Kampala- The manufacturing sector has experienced a marginal rise in inflation by 0.5 per cent, according to figures from the Uganda Bureau of Statistics (Ubos).
This implies that Ugandans paid slightly more for manufactured goods in the last 12 months ending September 2013, compared to the same period last year.
The Producer Price Index for Manufacturing (PPI-M) released yesterday indicates that producer prices for manufactured goods increased by 0.5 per cent during the period.
Mr William Anguyo, the principal statistician in charge of Business and Industry Statistics, Ubos, said chemical products, textiles, clothing and footwear also registered a surge in prices driven mainly by soap products and an increase in prices of raw materials, respectively.
The lower inflation registered in the manufacturing sector further affirms that Uganda’s economy is stabilising from the effects of the 2011 high inflation rates, which almost crippled the economy.
Although the increase in inflation means that manufacturers registered an increase in production costs, the rate of increase was slightly lower than the 3.3 per cent increase in factory gate prices recorded in August this year.

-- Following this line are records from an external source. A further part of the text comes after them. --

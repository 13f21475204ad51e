//! Pending prompt registry.
//!
//! Runtime-issued approval requests park here until a caller responds, the
//! turn is aborted, or the session is cleared. The two keyed stores are a
//! deliberate design choice rather than incidental duplication: lookup and
//! discard stay O(1) per kind, and the two response payload shapes are
//! disjoint.

use crate::types::{PermissionDecision, QuestionAnswer, UserQuestion};
use serde::{Deserialize, Serialize};
use std::collections::HashMap;
use tokio::sync::oneshot;

/// Wire payload describing one pending prompt.
#[derive(Debug, Clone, Serialize, Deserialize, PartialEq)]
#[serde(tag = "kind", rename_all = "snake_case")]
pub enum PromptRequest {
    ToolPermission {
        tool_name: String,
        input: serde_json::Value,
    },
    AskUserQuestion {
        questions: Vec<UserQuestion>,
    },
}

/// Caller response to a pending prompt.
///
/// The variant selects which keyed store is searched: a response of the wrong
/// kind for an id resolves to "not found" rather than a type error.
#[derive(Debug, Clone, PartialEq, Eq)]
pub enum PromptResponse {
    ToolPermission(PermissionDecision),
    Question(Vec<QuestionAnswer>),
}

/// Outcome delivered to the runtime-side waiter of a prompt.
///
/// `SessionCleared` is the "your approval no longer matters" condition
/// (session cleared or turn aborted), distinct from the `not_found` rejection
/// a responding caller sees for an unknown id.
#[derive(Debug, Clone, PartialEq, Eq)]
pub enum PromptReply<T> {
    Answered(T),
    SessionCleared,
}

/// Result of [`PendingPromptRegistry::resolve`].
#[derive(Debug, Clone, Copy, PartialEq, Eq)]
pub enum ResolveOutcome {
    Resolved,
    NotFound,
}

/// Keyed stores bridging runtime approval requests to caller responses.
///
/// Every entry is resolved or discarded exactly once: both paths remove the
/// responder before consuming it.
#[derive(Default)]
pub struct PendingPromptRegistry {
    permissions: HashMap<String, oneshot::Sender<PromptReply<PermissionDecision>>>,
    questions: HashMap<String, oneshot::Sender<PromptReply<Vec<QuestionAnswer>>>>,
}

impl PendingPromptRegistry {
    pub fn new() -> Self {
        Self::default()
    }

    /// Park a tool-permission responder under `prompt_id`.
    pub fn insert_permission(
        &mut self,
        prompt_id: impl Into<String>,
        responder: oneshot::Sender<PromptReply<PermissionDecision>>,
    ) {
        self.permissions.insert(prompt_id.into(), responder);
    }

    /// Park a user-question responder under `prompt_id`.
    pub fn insert_question(
        &mut self,
        prompt_id: impl Into<String>,
        responder: oneshot::Sender<PromptReply<Vec<QuestionAnswer>>>,
    ) {
        self.questions.insert(prompt_id.into(), responder);
    }

    /// Fulfill the prompt `prompt_id` with a caller response.
    ///
    /// The entry is removed before its responder is consumed, so duplicate or
    /// late responses find nothing and report [`ResolveOutcome::NotFound`].
    pub fn resolve(&mut self, prompt_id: &str, response: PromptResponse) -> ResolveOutcome {
        match response {
            PromptResponse::ToolPermission(decision) => {
                match self.permissions.remove(prompt_id) {
                    Some(responder) => {
                        let _ = responder.send(PromptReply::Answered(decision));
                        ResolveOutcome::Resolved
                    }
                    None => ResolveOutcome::NotFound,
                }
            }
            PromptResponse::Question(answers) => match self.questions.remove(prompt_id) {
                Some(responder) => {
                    let _ = responder.send(PromptReply::Answered(answers));
                    ResolveOutcome::Resolved
                }
                None => ResolveOutcome::NotFound,
            },
        }
    }

    /// Reject every outstanding entry in both stores with
    /// [`PromptReply::SessionCleared`]; returns how many were rejected.
    pub fn discard_all(&mut self) -> usize {
        let mut rejected = 0;
        for (_, responder) in self.permissions.drain() {
            let _ = responder.send(PromptReply::SessionCleared);
            rejected += 1;
        }
        for (_, responder) in self.questions.drain() {
            let _ = responder.send(PromptReply::SessionCleared);
            rejected += 1;
        }
        rejected
    }

    /// Total outstanding prompts across both stores.
    pub fn len(&self) -> usize {
        self.permissions.len() + self.questions.len()
    }

    pub fn is_empty(&self) -> bool {
        self.permissions.is_empty() && self.questions.is_empty()
    }
}
//! PocketBook - command-line user management.

use clap::{Parser, Subcommand};
use tracing_subscriber::{layer::SubscriberExt, util::SubscriberInitExt};
use uuid::Uuid;

use common::AppResult;
use pocketbook_lib::commands::{self, UserCommand};
use pocketbook_lib::config::PocketBookConfig;

#[derive(Parser)]
#[command(name = "pocketbook")]
#[command(about = "User records with a unit-of-work data layer")]
struct Cli {
    /// Enable debug logging
    #[arg(short, long, global = true)]
    verbose: bool,

    #[command(subcommand)]
    command: Commands,
}

#[derive(Subcommand)]
enum Commands {
    /// Create the database schema if it does not exist
    Init,
    /// User management commands
    Users {
        #[command(subcommand)]
        action: UserCommands,
    },
}

#[derive(Subcommand)]
enum UserCommands {
    /// List every user
    List,
    /// Show a user by id
    Get { id: Uuid },
    /// Show a user by email address
    ByEmail { email: String },
    /// Add a user
    Add {
        #[arg(long)]
        first_name: String,
        #[arg(long)]
        last_name: String,
        #[arg(long)]
        email: String,
        #[arg(long, env = "POCKETBOOK_PASSWORD", hide_env_values = true)]
        password: String,
    },
    /// Delete a user by id
    Delete { id: Uuid },
}

impl From<UserCommands> for UserCommand {
    fn from(action: UserCommands) -> Self {
        match action {
            UserCommands::List => UserCommand::List,
            UserCommands::Get { id } => UserCommand::Get { id },
            UserCommands::ByEmail { email } => UserCommand::ByEmail { email },
            UserCommands::Add {
                first_name,
                last_name,
                email,
                password,
            } => UserCommand::Add {
                first_name,
                last_name,
                email,
                password,
            },
            UserCommands::Delete { id } => UserCommand::Delete { id },
        }
    }
}

#[tokio::main]
async fn main() {
    // Load environment variables
    dotenvy::dotenv().ok();

    let cli = Cli::parse();
    let config = PocketBookConfig::from_env();

    init_tracing(cli.verbose, &config.service.log_level);
    tracing::debug!(?config, "Configuration loaded");

    if let Err(e) = run(cli.command, &config).await {
        tracing::error!(code = e.code(), "Command failed: {}", e);
        eprintln!("error: {}", e.user_message());
        std::process::exit(1);
    }
}

async fn run(command: Commands, config: &PocketBookConfig) -> AppResult<()> {
    let database = pocketbook_lib::open(config).await?;

    match command {
        Commands::Init => {
            database.ping().await?;
            println!("Schema ready");
        }
        Commands::Users { action } => {
            let uow = database.unit_of_work();
            let result = commands::execute(action.into(), &uow).await;
            uow.dispose().await?;
            println!("{}", result?);
        }
    }

    Ok(())
}

/// Initialize tracing subscriber
fn init_tracing(verbose: bool, log_level: &str) {
    let filter = if verbose {
        "debug".to_string()
    } else {
        std::env::var("RUST_LOG").unwrap_or_else(|_| log_level.to_string())
    };

    tracing_subscriber::registry()
        .with(tracing_subscriber::fmt::layer())
        .with(tracing_subscriber::EnvFilter::new(filter))
        .init();
}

The sector last year grew by 5.6 per cent in 2012/13 financial year, showing a strong recovery from the -0.3 per cent growth rate posted in 2011/12, according to Ubos’ recently revised economic growth figures. During the period, however, price decreases were registered for processed foods supported by a 17.1 per cent fall in sugar prices due to competition to retain market share as new sugar factories came on board.
For instance, Kaliro Sugar Factory started operations which increased sugar supply, thus a fall in sugar prices from about Shs4,000 last September to Shs3,000 today.
The fall in the exchange rate also resulted in a fall in prices of processed coffee and processed tea, according to Mr Anguyo. He, however, noted that the stability of local currency, which has averaged Shs2,560 per dollar since June this year has affected the value of Uganda’s exports.
Meanwhile, the construction sector posted a decrease in inflation by 8.7 per cent during the period under review due to decreases in prices of inputs such as cement, iron sheets bricks, diesel and wages among others.
Mr John Bonaventure Musoke, the senior statistician Ubos, attached the fall in prices of bricks and cement to competition from imported cement, in addition to a slowdown in construction activities.
The construction sector grew by 7.5 per cent in 2012/13 financial year compared to a 3.2 per cent slowdown posted in 2011/12.